To do →
Among the lines of the records, please find those that contain the word "Uncaught" and copy them.

Records provided →
/// Lunar CLI.
///
/// `lunar run <module.json>` loads a LuaJIT-compatible JSON bytecode
/// dump and executes its chunk function. Uncaught guest errors print to
/// stderr and exit nonzero; everything else is a loader diagnostic.

use std::process::ExitCode;

use anyhow::Context;
use clap::{Parser, Subcommand};
use tracing_subscriber::EnvFilter;

use lunar::{parse_from_json, Vm, VmError};

#[derive(Parser)]
#[command(name = "lunar", about = "A NaN-boxed, hidden-class Lua VM core", version)]
struct Cli {
    #[command(subcommand)]
    command: Command,
}

#[derive(Subcommand)]
enum Command {
    /// Run a JSON bytecode module.
    Run {
        /// Path to the bytecode dump.
        module: String,
        /// Coroutine stack size in value slots.
        #[arg(long, default_value_t = 1 << 16)]
        stack_slots: u32,
    },
}

fn main() -> ExitCode {
    tracing_subscriber::fmt()
        .with_env_filter(EnvFilter::from_default_env())
        .with_writer(std::io::stderr)
        .init();

    let cli = Cli::parse();
    match cli.command {
        Command::Run { module, stack_slots } => match run(&module, stack_slots) {
            Ok(()) => ExitCode::SUCCESS,
            Err(RunFailure::Uncaught(msg)) => {
                eprintln!("Uncaught error: {}", msg);
                ExitCode::FAILURE
            }
            Err(RunFailure::Host(e)) => {
                eprintln!("lunar: {:#}", e);
                ExitCode::FAILURE
            }
        },
    }
}

enum RunFailure {
    Uncaught(String),
    Host(anyhow::Error),
}

fn run(path: &str, stack_slots: u32) -> Result<(), RunFailure> {
    let content = std::fs::read_to_string(path)
        .with_context(|| format!("cannot read module '{}'", path))
        .map_err(RunFailure::Host)?;
    let mut vm = Vm::with_stack_slots(stack_slots)
        .map_err(|e| RunFailure::Host(e.into()))?;
    let module = parse_from_json(&mut vm, &content)
        .map_err(|e| RunFailure::Host(anyhow::Error::from(e)))?;
    match vm.launch_script(&module) {
        Ok(_) => Ok(()),
        Err(VmError::Uncaught(msg)) => Err(RunFailure::Uncaught(msg)),
        Err(e) => Err(RunFailure::Host(e.into())),
    }
}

Task response →
/// dump and executes its chunk function. Uncaught guest errors print to
            Err(RunFailure::Uncaught(msg)) => {
                eprintln!("Uncaught error: {}", msg);
    Uncaught(String),
        Err(VmError::Uncaught(msg)) => Err(RunFailure::Uncaught(msg)),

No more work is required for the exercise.